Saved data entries
-=-=-=-=-

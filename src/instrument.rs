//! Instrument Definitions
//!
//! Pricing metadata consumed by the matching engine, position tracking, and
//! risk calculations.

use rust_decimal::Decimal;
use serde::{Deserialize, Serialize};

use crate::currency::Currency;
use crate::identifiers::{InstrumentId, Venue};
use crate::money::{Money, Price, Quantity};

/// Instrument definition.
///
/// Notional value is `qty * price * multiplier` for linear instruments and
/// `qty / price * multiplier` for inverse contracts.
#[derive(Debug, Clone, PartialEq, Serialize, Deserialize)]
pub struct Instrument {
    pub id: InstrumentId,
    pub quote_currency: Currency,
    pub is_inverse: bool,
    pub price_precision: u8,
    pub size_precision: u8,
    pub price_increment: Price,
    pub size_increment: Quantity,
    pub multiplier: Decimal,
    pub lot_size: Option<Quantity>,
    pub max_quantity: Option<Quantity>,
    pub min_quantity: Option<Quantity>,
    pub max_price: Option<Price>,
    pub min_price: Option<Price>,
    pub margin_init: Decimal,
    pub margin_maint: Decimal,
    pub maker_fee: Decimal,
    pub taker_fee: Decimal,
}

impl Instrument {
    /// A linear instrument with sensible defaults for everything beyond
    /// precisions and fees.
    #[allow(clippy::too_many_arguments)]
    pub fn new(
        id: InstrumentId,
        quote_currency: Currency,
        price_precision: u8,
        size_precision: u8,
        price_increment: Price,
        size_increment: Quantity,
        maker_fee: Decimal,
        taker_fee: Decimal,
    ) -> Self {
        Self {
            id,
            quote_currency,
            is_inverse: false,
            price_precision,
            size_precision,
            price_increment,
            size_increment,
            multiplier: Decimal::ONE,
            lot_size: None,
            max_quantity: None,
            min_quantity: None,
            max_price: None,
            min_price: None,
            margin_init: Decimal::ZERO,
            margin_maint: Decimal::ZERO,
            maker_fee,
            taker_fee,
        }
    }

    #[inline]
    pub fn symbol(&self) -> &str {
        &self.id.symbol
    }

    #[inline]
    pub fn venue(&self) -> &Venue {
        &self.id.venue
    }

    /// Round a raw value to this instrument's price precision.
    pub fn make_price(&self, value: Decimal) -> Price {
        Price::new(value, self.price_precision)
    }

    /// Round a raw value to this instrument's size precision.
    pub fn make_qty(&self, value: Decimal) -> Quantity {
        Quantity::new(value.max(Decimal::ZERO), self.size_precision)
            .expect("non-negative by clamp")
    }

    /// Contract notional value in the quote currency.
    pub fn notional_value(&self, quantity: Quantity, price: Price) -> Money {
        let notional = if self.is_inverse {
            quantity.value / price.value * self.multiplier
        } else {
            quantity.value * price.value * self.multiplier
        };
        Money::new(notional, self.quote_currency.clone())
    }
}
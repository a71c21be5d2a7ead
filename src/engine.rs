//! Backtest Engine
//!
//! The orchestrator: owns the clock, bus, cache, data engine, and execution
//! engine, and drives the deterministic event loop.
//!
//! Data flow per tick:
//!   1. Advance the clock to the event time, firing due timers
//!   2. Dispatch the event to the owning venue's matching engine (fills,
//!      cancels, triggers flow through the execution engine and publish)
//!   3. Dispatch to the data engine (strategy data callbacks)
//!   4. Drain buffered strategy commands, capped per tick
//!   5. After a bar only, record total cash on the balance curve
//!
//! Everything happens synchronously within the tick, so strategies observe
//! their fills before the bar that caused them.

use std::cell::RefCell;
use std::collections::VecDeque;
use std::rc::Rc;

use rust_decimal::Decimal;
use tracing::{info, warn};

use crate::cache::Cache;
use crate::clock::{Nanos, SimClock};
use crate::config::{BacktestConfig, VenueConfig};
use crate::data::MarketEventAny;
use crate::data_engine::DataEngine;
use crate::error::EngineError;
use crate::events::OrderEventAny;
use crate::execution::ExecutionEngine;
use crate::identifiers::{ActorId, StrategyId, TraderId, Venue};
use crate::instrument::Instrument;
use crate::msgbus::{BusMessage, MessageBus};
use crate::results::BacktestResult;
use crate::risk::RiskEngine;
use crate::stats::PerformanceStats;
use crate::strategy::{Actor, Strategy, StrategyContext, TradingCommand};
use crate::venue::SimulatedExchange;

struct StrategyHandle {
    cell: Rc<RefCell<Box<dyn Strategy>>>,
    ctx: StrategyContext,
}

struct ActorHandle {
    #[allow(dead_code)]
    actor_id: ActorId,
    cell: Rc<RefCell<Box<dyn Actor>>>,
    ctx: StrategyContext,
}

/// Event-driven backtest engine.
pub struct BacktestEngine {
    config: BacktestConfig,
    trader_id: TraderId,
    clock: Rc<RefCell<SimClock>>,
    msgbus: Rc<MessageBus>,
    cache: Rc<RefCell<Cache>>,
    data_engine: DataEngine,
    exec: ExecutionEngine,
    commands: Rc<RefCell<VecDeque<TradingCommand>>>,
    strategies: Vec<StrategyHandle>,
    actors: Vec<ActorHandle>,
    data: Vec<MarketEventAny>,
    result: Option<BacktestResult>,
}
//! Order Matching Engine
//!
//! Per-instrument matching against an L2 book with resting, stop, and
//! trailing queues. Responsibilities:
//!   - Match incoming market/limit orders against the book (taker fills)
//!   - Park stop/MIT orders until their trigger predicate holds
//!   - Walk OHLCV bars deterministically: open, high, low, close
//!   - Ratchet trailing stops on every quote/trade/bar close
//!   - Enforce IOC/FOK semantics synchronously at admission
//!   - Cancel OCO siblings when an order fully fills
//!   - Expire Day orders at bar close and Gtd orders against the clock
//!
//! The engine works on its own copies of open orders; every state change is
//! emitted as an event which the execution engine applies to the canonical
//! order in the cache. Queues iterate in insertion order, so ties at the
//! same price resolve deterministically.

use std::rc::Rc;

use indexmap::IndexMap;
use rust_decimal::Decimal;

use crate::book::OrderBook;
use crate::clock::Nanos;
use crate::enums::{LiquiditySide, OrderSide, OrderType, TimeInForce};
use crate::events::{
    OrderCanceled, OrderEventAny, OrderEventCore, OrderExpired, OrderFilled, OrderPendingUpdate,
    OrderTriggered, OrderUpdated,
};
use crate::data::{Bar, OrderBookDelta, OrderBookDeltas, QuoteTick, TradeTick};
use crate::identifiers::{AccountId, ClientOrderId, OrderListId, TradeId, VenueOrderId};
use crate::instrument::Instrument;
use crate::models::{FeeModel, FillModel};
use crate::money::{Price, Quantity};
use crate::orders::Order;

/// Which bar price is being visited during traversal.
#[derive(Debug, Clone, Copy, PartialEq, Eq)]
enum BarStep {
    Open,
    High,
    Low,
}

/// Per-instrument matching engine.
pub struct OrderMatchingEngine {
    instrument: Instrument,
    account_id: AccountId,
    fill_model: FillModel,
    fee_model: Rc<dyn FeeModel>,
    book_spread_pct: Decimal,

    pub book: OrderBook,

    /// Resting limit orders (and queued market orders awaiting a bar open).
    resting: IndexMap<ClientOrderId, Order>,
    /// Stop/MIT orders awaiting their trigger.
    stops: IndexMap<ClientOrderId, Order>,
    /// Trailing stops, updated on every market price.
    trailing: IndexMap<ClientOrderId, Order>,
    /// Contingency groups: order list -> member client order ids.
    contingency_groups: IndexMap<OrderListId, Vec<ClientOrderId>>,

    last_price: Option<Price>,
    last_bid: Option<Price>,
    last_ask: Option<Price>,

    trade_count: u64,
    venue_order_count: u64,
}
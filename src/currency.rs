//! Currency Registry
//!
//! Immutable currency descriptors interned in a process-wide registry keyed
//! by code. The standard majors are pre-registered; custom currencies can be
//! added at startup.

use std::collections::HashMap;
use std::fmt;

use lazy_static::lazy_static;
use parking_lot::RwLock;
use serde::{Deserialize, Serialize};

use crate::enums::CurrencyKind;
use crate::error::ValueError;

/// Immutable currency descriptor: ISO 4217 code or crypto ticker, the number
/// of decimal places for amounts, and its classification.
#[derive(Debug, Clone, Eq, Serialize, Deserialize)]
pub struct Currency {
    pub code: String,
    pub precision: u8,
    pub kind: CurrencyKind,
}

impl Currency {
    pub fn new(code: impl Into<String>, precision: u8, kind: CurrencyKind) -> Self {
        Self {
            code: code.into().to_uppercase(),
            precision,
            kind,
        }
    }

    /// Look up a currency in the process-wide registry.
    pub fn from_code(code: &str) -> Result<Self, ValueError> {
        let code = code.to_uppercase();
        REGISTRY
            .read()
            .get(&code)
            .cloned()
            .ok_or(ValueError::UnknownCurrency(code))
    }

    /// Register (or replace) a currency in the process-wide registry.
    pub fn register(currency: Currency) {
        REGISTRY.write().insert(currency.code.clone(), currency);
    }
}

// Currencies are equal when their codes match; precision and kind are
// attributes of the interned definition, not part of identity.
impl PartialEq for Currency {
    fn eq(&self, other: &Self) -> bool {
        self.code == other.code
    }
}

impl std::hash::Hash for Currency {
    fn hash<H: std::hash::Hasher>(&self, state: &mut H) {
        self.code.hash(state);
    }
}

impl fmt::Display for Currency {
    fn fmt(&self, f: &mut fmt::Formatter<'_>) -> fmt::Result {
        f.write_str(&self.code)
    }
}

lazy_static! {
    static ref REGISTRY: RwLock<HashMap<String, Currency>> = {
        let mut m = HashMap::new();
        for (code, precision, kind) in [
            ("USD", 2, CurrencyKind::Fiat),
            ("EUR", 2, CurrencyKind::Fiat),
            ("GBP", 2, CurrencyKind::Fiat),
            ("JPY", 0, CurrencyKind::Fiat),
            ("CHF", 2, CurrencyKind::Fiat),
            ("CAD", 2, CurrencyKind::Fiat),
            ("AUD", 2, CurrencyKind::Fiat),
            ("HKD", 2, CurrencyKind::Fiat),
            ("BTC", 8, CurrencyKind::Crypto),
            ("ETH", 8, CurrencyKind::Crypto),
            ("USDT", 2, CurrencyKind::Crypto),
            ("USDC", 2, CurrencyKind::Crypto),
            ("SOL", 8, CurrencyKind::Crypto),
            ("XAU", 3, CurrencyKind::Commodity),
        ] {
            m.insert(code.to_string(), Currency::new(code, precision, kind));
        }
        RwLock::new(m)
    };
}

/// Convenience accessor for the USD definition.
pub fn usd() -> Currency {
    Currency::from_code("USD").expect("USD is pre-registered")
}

-=-=-=-=-

Task directions:
Copy all lines of the records in which the string "fills" can be found.

Result below:
//!   2. Dispatch the event to the owning venue's matching engine (fills,
//! their fills before the bar that caused them.
//!   - Match incoming market/limit orders against the book (taker fills)
//!   - Cancel OCO siblings when an order fully fills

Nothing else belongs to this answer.